Extracted records
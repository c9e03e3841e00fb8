// DNS policy enforcement

//! DNS guardian
//!
//! Keeps the primary physical interface pointed at the configured resolver.
//! A reconciliation step is triggered two ways: by the OS change listener
//! (after a settle delay, so the change has finished applying) and by a
//! periodic timer that also runs once at start. Both paths call
//! [`DnsGuardian::check_and_restore`], which holds a single-slot try-lock so
//! steps never interleave; a trigger that finds a step in flight is dropped.
//!
//! In strict mode the guardian also installs the firewall rule set from
//! [`crate::firewall`] on start and removes it on stop.

use crate::change_monitor::ChangeSource;
use crate::command::{validate_name, ActionOutcome, Actuator, CommandExecutor, CommandRequest};
use crate::firewall;
use crate::interface::{select_primary_physical, InterfaceProbe};
use crate::scheduler::{
    lock, run_periodic, run_triggered, shutdown_channel, spawn_supervised, ShutdownTrigger,
};
use crate::script::DOH_REGISTRATION;
use crate::status::{StatusBus, StatusEvent};
use crate::types::{Config, DnsPolicy, GuardianRunState};
use anyhow::{Context, Result};
use std::fmt;
use std::net::Ipv4Addr;
use std::sync::{Arc, Mutex};
use std::time::Duration;
use tokio::sync::mpsc;
use tokio::task::JoinHandle;

/// Buffered change notifications; bursts beyond this are coalesced anyway
const CHANGE_CHANNEL_SIZE: usize = 16;

/// Fixed settings of a guardian
#[derive(Debug, Clone)]
pub struct GuardianSettings {
    pub policy: DnsPolicy,
    pub check_interval: Duration,
    /// Wait between a change notification and the check it triggers
    pub settle_delay: Duration,
    /// Extra adapter description fragments never treated as physical
    pub vendor_exclusions: Vec<String>,
}

impl GuardianSettings {
    pub fn from_config(config: &Config) -> Self {
        Self {
            policy: config.dns.policy(),
            check_interval: Duration::from_secs(config.dns.check_interval_secs),
            settle_delay: Duration::from_millis(config.dns.settle_delay_ms),
            vendor_exclusions: vec![config.vpn.adapter_match.clone()],
        }
    }
}

/// What triggered a reconciliation step
#[derive(Debug, Clone, Copy, PartialEq, Eq)]
pub enum CheckSource {
    Timer,
    ConfigChange,
    Manual,
}

impl fmt::Display for CheckSource {
    fn fmt(&self, f: &mut fmt::Formatter<'_>) -> fmt::Result {
        f.write_str(match self {
            CheckSource::Timer => "timer",
            CheckSource::ConfigChange => "config change",
            CheckSource::Manual => "manual",
        })
    }
}

/// Result of one reconciliation step
#[derive(Debug, Clone, PartialEq, Eq)]
pub enum CheckOutcome {
    /// Another step was in flight
    Busy,
    NoInterface,
    /// Resolver already matches; nothing was run
    Compliant,
    Restored {
        interface: String,
        previous: Option<Ipv4Addr>,
        outcome: ActionOutcome,
    },
    /// The step aborted; the next trigger retries
    Failed,
}

/// The `netsh` call that pins `interface` to `target` as its only resolver
pub fn restore_request(interface: &str, target: Ipv4Addr) -> CommandRequest {
    CommandRequest::new("netsh").args([
        "interface".to_string(),
        "ipv4".to_string(),
        "set".to_string(),
        "dnsservers".to_string(),
        interface.to_string(),
        "static".to_string(),
        target.to_string(),
        "primary".to_string(),
        "validate=no".to_string(),
    ])
}

struct Running {
    trigger: ShutdownTrigger,
    tasks: Vec<JoinHandle<()>>,
}

struct Inner<E, P, C> {
    settings: GuardianSettings,
    actuator: Actuator<E>,
    probe: Arc<P>,
    changes: Arc<C>,
    bus: StatusBus,
    state: Mutex<GuardianRunState>,
    /// Single slot for reconciliation steps
    reconcile: tokio::sync::Mutex<()>,
    /// Serializes start/stop
    lifecycle: tokio::sync::Mutex<()>,
    running: Mutex<Option<Running>>,
}

/// Resolver policy enforcer for the primary physical interface
pub struct DnsGuardian<E, P, C> {
    inner: Arc<Inner<E, P, C>>,
}

impl<E, P, C> Clone for DnsGuardian<E, P, C> {
    fn clone(&self) -> Self {
        Self {
            inner: Arc::clone(&self.inner),
        }
    }
}

impl<E, P, C> DnsGuardian<E, P, C>
where
    E: CommandExecutor,
    P: InterfaceProbe,
    C: ChangeSource,
{
    pub fn new(
        settings: GuardianSettings,
        actuator: Actuator<E>,
        probe: Arc<P>,
        changes: Arc<C>,
        bus: StatusBus,
    ) -> Self {
        Self {
            inner: Arc::new(Inner {
                settings,
                actuator,
                probe,
                changes,
                bus,
                state: Mutex::new(GuardianRunState::default()),
                reconcile: tokio::sync::Mutex::new(()),
                lifecycle: tokio::sync::Mutex::new(()),
                running: Mutex::new(None),
            }),
        }
    }

    pub fn policy(&self) -> &DnsPolicy {
        &self.inner.settings.policy
    }

    pub fn state(&self) -> GuardianRunState {
        lock(&self.inner.state).clone()
    }

    /// Start the listener and timer; no-op if already running
    pub async fn start(&self) {
        let _lifecycle = self.inner.lifecycle.lock().await;
        if lock(&self.inner.state).running {
            return;
        }

        let (trigger, shutdown) = shutdown_channel();
        let (tx, rx) = mpsc::channel(CHANGE_CHANNEL_SIZE);
        let mut tasks = Vec::with_capacity(3);

        let changes = Arc::clone(&self.inner.changes);
        let listener_shutdown = shutdown.clone();
        tasks.push(spawn_supervised("dns-change-listener", async move {
            if let Err(e) = changes.watch(tx, listener_shutdown).await {
                log::warn!(
                    "Network change subscription unavailable: {:#}. Relying on periodic checks",
                    e
                );
            }
        }));

        let this = self.clone();
        let settle = self.inner.settings.settle_delay;
        let event_shutdown = shutdown.clone();
        tasks.push(spawn_supervised("dns-change-checks", async move {
            run_triggered(rx, settle, event_shutdown, move || {
                let this = this.clone();
                async move {
                    this.check_and_restore(CheckSource::ConfigChange).await;
                }
            })
            .await;
        }));

        let this = self.clone();
        let period = self.inner.settings.check_interval;
        tasks.push(spawn_supervised("dns-periodic-checks", async move {
            run_periodic(period, shutdown, move || {
                let this = this.clone();
                async move {
                    this.check_and_restore(CheckSource::Timer).await;
                }
            })
            .await;
        }));

        *lock(&self.inner.running) = Some(Running { trigger, tasks });

        let provision = {
            let mut state = lock(&self.inner.state);
            state.running = true;
            self.inner.settings.policy.strict_mode && !state.firewall_rules_applied
        };

        if provision {
            let rules = firewall::strict_mode_rules(self.inner.settings.policy.target_dns);
            firewall::apply_rules(&self.inner.actuator, &rules).await;
            // Marked even when simulated so that stop() mirrors what start() did
            lock(&self.inner.state).firewall_rules_applied = true;
        }

        log::info!(
            "DNS guardian started (target {}, strict mode {})",
            self.inner.settings.policy.target_dns,
            if self.inner.settings.policy.strict_mode { "on" } else { "off" }
        );
        self.inner.bus.publish(StatusEvent::DnsGuardian { running: true });
    }

    /// Stop every loop and remove firewall rules; no-op if not running
    pub async fn stop(&self) {
        let _lifecycle = self.inner.lifecycle.lock().await;
        let Some(running) = lock(&self.inner.running).take() else {
            return;
        };

        running.trigger.fire();
        for task in running.tasks {
            if let Err(e) = task.await {
                log::warn!("DNS guardian task did not exit cleanly: {}", e);
            }
        }

        let remove = {
            let mut state = lock(&self.inner.state);
            state.running = false;
            std::mem::take(&mut state.firewall_rules_applied)
        };

        if remove {
            let rules = firewall::strict_mode_rules(self.inner.settings.policy.target_dns);
            firewall::remove_rules(&self.inner.actuator, &rules).await;
        }

        log::info!("DNS guardian stopped");
        self.inner.bus.publish(StatusEvent::DnsGuardian { running: false });
    }

    /// Run one reconciliation step unless another is in flight
    pub async fn check_and_restore(&self, source: CheckSource) -> CheckOutcome {
        let Ok(_slot) = self.inner.reconcile.try_lock() else {
            log::debug!("DNS check ({}) skipped: another check is running", source);
            return CheckOutcome::Busy;
        };

        match self.reconcile(source).await {
            Ok(outcome) => outcome,
            Err(e) => {
                log::warn!("DNS check ({}) failed: {:#}", source, e);
                CheckOutcome::Failed
            }
        }
    }

    async fn reconcile(&self, source: CheckSource) -> Result<CheckOutcome> {
        let policy = &self.inner.settings.policy;

        let interfaces = self
            .inner
            .probe
            .interfaces()
            .await
            .context("Failed to enumerate network adapters")?;

        let exclusions: Vec<&str> = self
            .inner
            .settings
            .vendor_exclusions
            .iter()
            .map(String::as_str)
            .collect();
        let Some(primary) = select_primary_physical(&interfaces, &exclusions) else {
            log::info!("DNS check ({}): no primary physical interface", source);
            return Ok(CheckOutcome::NoInterface);
        };

        let current = primary.first_ipv4_dns();
        if current == Some(policy.target_dns) {
            log::debug!(
                "DNS check ({}): {} uses {}",
                source,
                primary.name,
                policy.target_dns
            );
            return Ok(CheckOutcome::Compliant);
        }

        match current {
            Some(found) => {
                log::warn!(
                    "DNS on {} is {}, expected {}; restoring",
                    primary.name,
                    found,
                    policy.target_dns
                );
                lock(&self.inner.state).last_anomalous_dns = Some(found);
            }
            None => log::warn!(
                "No IPv4 resolver on {}, expected {}; restoring",
                primary.name,
                policy.target_dns
            ),
        }

        validate_name(&primary.name, "Interface name")?;

        let outcome = self
            .inner
            .actuator
            .enforce(
                &format!("Restore DNS on {}", primary.name),
                restore_request(&primary.name, policy.target_dns),
            )
            .await;

        if let Some(template) = &policy.doh_template {
            let server = policy.target_dns.to_string();
            let script = DOH_REGISTRATION.render(&[
                ("SERVER", server.as_str()),
                ("TEMPLATE", template.as_str()),
                ("INTERFACE", primary.name.as_str()),
            ])?;
            self.inner
                .actuator
                .enforce(
                    &format!("Register DoH template for {}", server),
                    CommandRequest::powershell_script(&script),
                )
                .await;
        }

        Ok(CheckOutcome::Restored {
            interface: primary.name,
            previous: current,
            outcome,
        })
    }
}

## Exercise brief
Pick out the lines above containing the word "warn", then copy them.

## Solution
                log::warn!(
                log::warn!("DNS guardian task did not exit cleanly: {}", e);
                log::warn!("DNS check ({}) failed: {:#}", source, e);
                log::warn!(
            None => log::warn!(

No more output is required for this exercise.